John's approach is the right one, but note that the "STM setup work" will be visible to other transactions. Any work done there must be considered consistent as it will be committed. For instance if we have the following:
atomically $ do
m <- readTVar mutex
check (not m)
writeTVar m True
writeTVar a True
ffiCall
atomically $ do
writeTVar b True
writeTVar m False
If it should be the case that `a` is true only if `b` is true then we could run into problems with some other transaction that is not concerned with the `ffiCall` but is concerned about `a` and `b`.

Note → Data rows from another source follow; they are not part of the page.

//! The resumable batch loop shared by export and patch runs.

use chrono::Utc;
use nextport_core::{BatchReport, Checkpoint, FetchedTemplate};
use tracing::{info, warn};

use crate::{Pacing, SyncError, TemplateApi};

pub const DEFAULT_BATCH_SIZE: usize = 25;

#[derive(Debug, Clone, Copy, PartialEq, Eq)]
pub struct BatchOptions {
    batch_size: usize,
    pub pacing: Pacing,
}

impl Default for BatchOptions {
    fn default() -> Self {
        Self {
            batch_size: DEFAULT_BATCH_SIZE,
            pacing: Pacing::default(),
        }
    }
}

impl BatchOptions {
    /// A zero batch size would never make progress, so it is raised to 1.
    pub fn new(batch_size: usize, pacing: Pacing) -> Self {
        Self {
            batch_size: batch_size.max(1),
            pacing,
        }
    }

    pub fn batch_size(&self) -> usize {
        self.batch_size
    }
}

/// Fetch details then content for one id.
///
/// Never fails: a call that errors is recorded in the entry (`content` stays
/// empty, the matching ok flag false) and the other call still runs.
pub async fn fetch_one<A>(api: &A, id: &str) -> FetchedTemplate
where
    A: TemplateApi + ?Sized,
{
    let mut entry = FetchedTemplate::empty(Utc::now());

    match api.fetch_details(id).await {
        Ok(details) => {
            entry.details = Some(details);
            entry.details_ok = true;
        }
        Err(e) => {
            warn!(id, error = %e, "details fetch failed");
            entry.note_error(format!("details: {e}"));
        }
    }

    match api.fetch_content(id).await {
        Ok(content) => {
            entry.content = content.content;
            entry.margins = content.margins;
            entry.udf_fields = content.udf_fields;
            entry.content_ok = true;
        }
        Err(e) => {
            warn!(id, error = %e, "content fetch failed");
            entry.note_error(format!("content: {e}"));
        }
    }

    entry
}

/// Process at most one batch of pending ids from `checkpoint`.
///
/// Ids are handled strictly in order. After each id the checkpoint is handed
/// to `persist`, and the loop waits one [`Pacing`] delay before the next id.
/// A persist failure stops the batch: continuing would fetch data that
/// cannot be saved.
pub async fn run_batch<A, F>(
    api: &A,
    checkpoint: &mut Checkpoint,
    options: &BatchOptions,
    mut persist: F,
) -> Result<BatchReport, SyncError>
where
    A: TemplateApi + ?Sized,
    F: FnMut(&Checkpoint) -> Result<(), SyncError>,
{
    let batch: Vec<String> = checkpoint
        .pending()
        .take(options.batch_size)
        .map(str::to_owned)
        .collect();

    info!(
        batch = batch.len(),
        completed = checkpoint.completed(),
        total = checkpoint.total(),
        "starting batch"
    );

    let mut succeeded = 0usize;
    for (i, id) in batch.iter().enumerate() {
        if i > 0 {
            options.pacing.pause().await;
        }
        let entry = fetch_one(api, id).await;
        if entry.ok() {
            succeeded += 1;
        }
        checkpoint.record(id, entry);
        persist(checkpoint)?;
    }

    let report = checkpoint.report(batch.len(), succeeded);
    info!(
        processed = report.processed,
        failed = report.failed,
        remaining = report.remaining,
        "batch done"
    );
    Ok(report)
}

Another approach that might be viable is to just fix your foreign call's interface by putting a lock in the foreign code. If it really is a pure call, then there is no danger of deadlocking there. This will then be as safe as any foreign call inside STM. There are dangers here of course. One particular danger is if your call takes multiple arguments that need to be consistent, you can see inconsistency inside a failed transaction before the runtime system has determined that it is a failed transaction. For instance:
atomically $ do
x <- readTVar a
y <- readTVar b
return $ unsafePerformIO $ ffiCall x y
Say `x` is an array and `y` is an index into that array. Even if your transactions keep these consistent, you could send inconsistent data to the foreign call. You can fix this by checking (at the value level) the integrity of the data or changing the granularity of the data and putting values `x` and `y` into the same `TVar`.
Beyond this problem I don't know what other issues foreign calls inside STM face, but I would love to hear what others know.